Blogue des stagiaires

Sortir de l’extractivisme : un effort collectif en Tunisie

Photo de l’usine Sotrafib. Crédit : Sabrina Sabourin, 2025.
Après son indépendance en 1956, la Tunisie a adopté un modèle de développement basé sur l’extractivisme, comme de nombreux pays du Sud global, lui permettant de se projeter sur la scène internationale1. Encore aujourd’hui, l’économie tunisienne repose principalement sur l’exportation de ses ressources naturelles et sur la vente de sa main-d’œuvre à bas coût. Ces choix économiques impactent négativement les conditions de travail ainsi que l’état de l’environnement en Tunisie.

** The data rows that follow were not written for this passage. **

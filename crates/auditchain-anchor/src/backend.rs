//! The anchor backend capability.

use std::fmt;

use async_trait::async_trait;
use auditchain_core::{AnchorPayload, AnchorReceipt, Checkpoint};
use serde::{Deserialize, Serialize};

use crate::error::Result;

/// Closed set of anchor verification outcomes.
#[derive(Debug, Clone, Copy, PartialEq, Eq, Hash, Serialize, Deserialize)]
#[serde(rename_all = "snake_case")]
pub enum AnchorReason {
    Ok,
    AnchorHashMismatch,
    ProofBodyMismatch,
    ImprintMismatch,
    TokenInvalid,
    MalformedProof,
    UnknownBackend,
    PolicyUnsatisfied,
}

impl AnchorReason {
    pub fn as_str(&self) -> &'static str {
        match self {
            Self::Ok => "ok",
            Self::AnchorHashMismatch => "anchor_hash_mismatch",
            Self::ProofBodyMismatch => "proof_body_mismatch",
            Self::ImprintMismatch => "imprint_mismatch",
            Self::TokenInvalid => "token_invalid",
            Self::MalformedProof => "malformed_proof",
            Self::UnknownBackend => "unknown_backend",
            Self::PolicyUnsatisfied => "policy_unsatisfied",
        }
    }
}

impl fmt::Display for AnchorReason {
    fn fmt(&self, f: &mut fmt::Formatter<'_>) -> fmt::Result {
        f.write_str(self.as_str())
    }
}

/// Result of re-verifying a receipt.
#[derive(Debug, Clone, Copy, PartialEq, Eq, Serialize, Deserialize)]
pub struct AnchorVerification {
    pub valid: bool,
    pub reason: AnchorReason,
}

impl AnchorVerification {
    pub fn ok() -> Self {
        Self {
            valid: true,
            reason: AnchorReason::Ok,
        }
    }

    pub fn invalid(reason: AnchorReason) -> Self {
        Self {
            valid: false,
            reason,
        }
    }
}

/// An external witness for checkpoints.
///
/// Implementations must be thread-safe (Send + Sync). A receipt produced by
/// `anchor` must verify from its own fields alone, and any change to its
/// `anchor_hash` must make `verify` fail.
#[async_trait]
pub trait AnchorBackend: Send + Sync {
    /// Backend name, recorded as the receipt's `anchor_type`.
    fn name(&self) -> &str;

    /// Witness an already-built anchor payload.
    async fn anchor_payload(&self, payload: &AnchorPayload) -> Result<AnchorReceipt>;

    /// Witness `checkpoint` as of now.
    async fn anchor(&self, checkpoint: &Checkpoint) -> Result<AnchorReceipt> {
        let payload = AnchorPayload::for_checkpoint(checkpoint, crate::now_ts());
        self.anchor_payload(&payload).await
    }

    /// Re-verify a receipt produced by this backend.
    async fn verify(&self, receipt: &AnchorReceipt) -> AnchorVerification;
}

/// Checks shared by every backend: the receipt was produced by `backend`
/// and its `anchor_hash` is the hash of its `anchor_payload`.
pub(crate) fn check_receipt_hash(backend: &str, receipt: &AnchorReceipt) -> Option<AnchorVerification> {
    if receipt.anchor_type != backend {
        return Some(AnchorVerification::invalid(AnchorReason::UnknownBackend));
    }
    match receipt.recompute_hash() {
        Ok(hash) if hash == receipt.anchor_hash => None,
        Ok(_) => Some(AnchorVerification::invalid(AnchorReason::AnchorHashMismatch)),
        Err(_) => Some(AnchorVerification::invalid(AnchorReason::MalformedProof)),
    }
}

/// A receipt skeleton for `payload`, with the proof left for the backend.
pub(crate) fn new_receipt(backend: &str, payload: &AnchorPayload) -> Result<AnchorReceipt> {
    Ok(AnchorReceipt {
        anchor_type: backend.to_string(),
        anchor_id: uuid::Uuid::new_v4().to_string(),
        anchor_hash: payload.anchor_hash()?,
        anchor_payload: payload.to_value()?,
        proof: serde_json::Value::Null,
    })
}
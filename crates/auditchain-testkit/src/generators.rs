//! Proptest generators for property-based testing.

use auditchain_core::canonical::{MAX_SAFE_INTEGER, RESERVED_KEYS};
use auditchain_core::EventDraft;
use proptest::prelude::*;
use serde_json::{Map, Number, Value};

const SAFE: i64 = MAX_SAFE_INTEGER as i64;

/// An object key the canonicalizer accepts, including non-BMP characters.
pub fn json_key() -> impl Strategy<Value = String> {
    prop_oneof![
        "[a-zA-Z_][a-zA-Z0-9_]{0,11}",
        any::<String>(),
    ]
    .prop_filter("reserved key", |k| !RESERVED_KEYS.contains(&k.as_str()))
}

/// A finite float well inside the safe range.
pub fn json_float() -> impl Strategy<Value = Value> {
    (-1.0e9f64..1.0e9f64).prop_map(|f| Number::from_f64(f).map_or(Value::Null, Value::Number))
}

/// Any finite float, including magnitudes past the safe integer range.
pub fn wide_float() -> impl Strategy<Value = f64> {
    prop_oneof![
        prop::num::f64::NORMAL | prop::num::f64::SUBNORMAL | prop::num::f64::ZERO,
        (-1.0e22f64..1.0e22f64),
        (-2.0e16f64..2.0e16f64).prop_map(f64::trunc),
    ]
}

/// A scalar the canonicalizer accepts.
pub fn json_leaf() -> impl Strategy<Value = Value> {
    prop_oneof![
        Just(Value::Null),
        any::<bool>().prop_map(Value::Bool),
        (-SAFE..=SAFE).prop_map(Value::from),
        json_float(),
        any::<String>().prop_map(Value::String),
    ]
}

/// Any canonicalizable JSON document.
pub fn json_value() -> impl Strategy<Value = Value> {
    json_leaf().prop_recursive(4, 48, 6, |inner| {
        prop_oneof![
            prop::collection::vec(inner.clone(), 0..6).prop_map(Value::Array),
            prop::collection::btree_map(json_key(), inner, 0..6)
                .prop_map(|entries| Value::Object(entries.into_iter().collect::<Map<_, _>>())),
        ]
    })
}

/// A JSON object, as event payloads are.
pub fn json_object() -> impl Strategy<Value = Value> {
    prop::collection::btree_map(json_key(), json_value(), 0..6)
        .prop_map(|entries| Value::Object(entries.into_iter().collect()))
}

pub fn action() -> impl Strategy<Value = String> {
    "[a-z]{1,10}\\.[a-z]{1,10}"
}

/// Non-blank text, possibly with surrounding whitespace and non-ASCII.
pub fn actor() -> impl Strategy<Value = String> {
    " ?[a-z0-9é☕-]{1,16} ?"
}

/// An event draft with every optional field independently present.
pub fn event_draft() -> impl Strategy<Value = EventDraft> {
    (
        action(),
        actor(),
        proptest::option::of("[a-z0-9-]{1,12}"),
        proptest::option::of("[a-z0-9-]{1,12}"),
        proptest::option::of("[a-z0-9-]{1,12}"),
        json_object(),
        proptest::option::of("[0-9]{1,3}(\\.[0-9]{1,3}){3}"),
        proptest::option::of(any::<String>()),
    )
        .prop_map(
            |(action, actor, receipt_id, export_id, saved_view_id, payload, ip, user_agent)| {
                EventDraft {
                    action,
                    actor,
                    receipt_id,
                    export_id,
                    saved_view_id,
                    payload,
                    ip,
                    user_agent,
                }
            },
        )
}
//! `auditchain-verify verify <pack.json> [--public-key <pem>]...`
//!
//! Exit status 0 on PASS, 1 on FAIL or any usage error.

use std::path::PathBuf;
use std::process::ExitCode;

use anyhow::Context;
use auditchain_verify::{verify_pack_file, TrustedKeys};
use clap::{Parser, Subcommand};
use tracing_subscriber::EnvFilter;

/// Offline verifier for auditchain forensic packs.
#[derive(Parser)]
#[command(name = "auditchain-verify")]
#[command(version, about, long_about = None)]
struct Cli {
    /// Log each check as it runs (also honours RUST_LOG)
    #[arg(short, long, global = true)]
    verbose: bool,

    #[command(subcommand)]
    command: Command,
}

#[derive(Subcommand)]
enum Command {
    /// Verify a forensic pack
    Verify {
        /// Path to the exported pack JSON
        pack: PathBuf,

        /// Trusted checkpoint public key (SPKI PEM or raw hex); repeatable
        #[arg(long = "public-key", value_name = "PEM")]
        public_keys: Vec<PathBuf>,

        /// Print the report as JSON
        #[arg(long)]
        json: bool,
    },
}

fn main() -> ExitCode {
    let cli = match Cli::try_parse() {
        Ok(cli) => cli,
        Err(err) => {
            let _ = err.print();
            return if err.use_stderr() {
                ExitCode::FAILURE
            } else {
                ExitCode::SUCCESS
            };
        }
    };

    if cli.verbose || std::env::var_os("RUST_LOG").is_some() {
        let default = if cli.verbose { "debug" } else { "warn" };
        tracing_subscriber::fmt()
            .with_env_filter(
                EnvFilter::try_from_default_env().unwrap_or_else(|_| EnvFilter::new(default)),
            )
            .with_target(false)
            .with_writer(std::io::stderr)
            .compact()
            .init();
    }

    match run(cli.command) {
        Ok(true) => ExitCode::SUCCESS,
        Ok(false) => ExitCode::FAILURE,
        Err(err) => {
            eprintln!("error: {err:#}");
            ExitCode::FAILURE
        }
    }
}

fn run(command: Command) -> anyhow::Result<bool> {
    match command {
        Command::Verify {
            pack,
            public_keys,
            json,
        } => {
            let keys = TrustedKeys::from_files(&public_keys).context("loading public keys")?;
            let report = verify_pack_file(&pack, &keys)
                .with_context(|| format!("verifying {}", pack.display()))?;

            if json {
                println!("{}", serde_json::to_string_pretty(&report.to_json())?);
            } else {
                print!("{report}");
            }
            Ok(report.passed())
        }
    }
}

Qu’est-ce que l’extractivisme?

L’extractivisme se définit comme étant :

[…] un mode d’accumulation qui a commencé à se développer massivement il y a 500 ans. L’économie mondiale – le système capitaliste – a commencé à se structurer avec la conquête et la colonisation des Amériques, de l’Afrique et de l’Asie. Ce mode d’accumulation extractiviste a été déterminé depuis lors par les exigences des centres métropolitains du capitalisme naissant. Certaines régions se sont spécialisées dans l’extraction et la production de matières premières – les produits de base – tandis que d’autres se sont consacrées à la production de biens manufacturés. Les premières exportent la nature, les secondes l’importent2. [Traduction libre]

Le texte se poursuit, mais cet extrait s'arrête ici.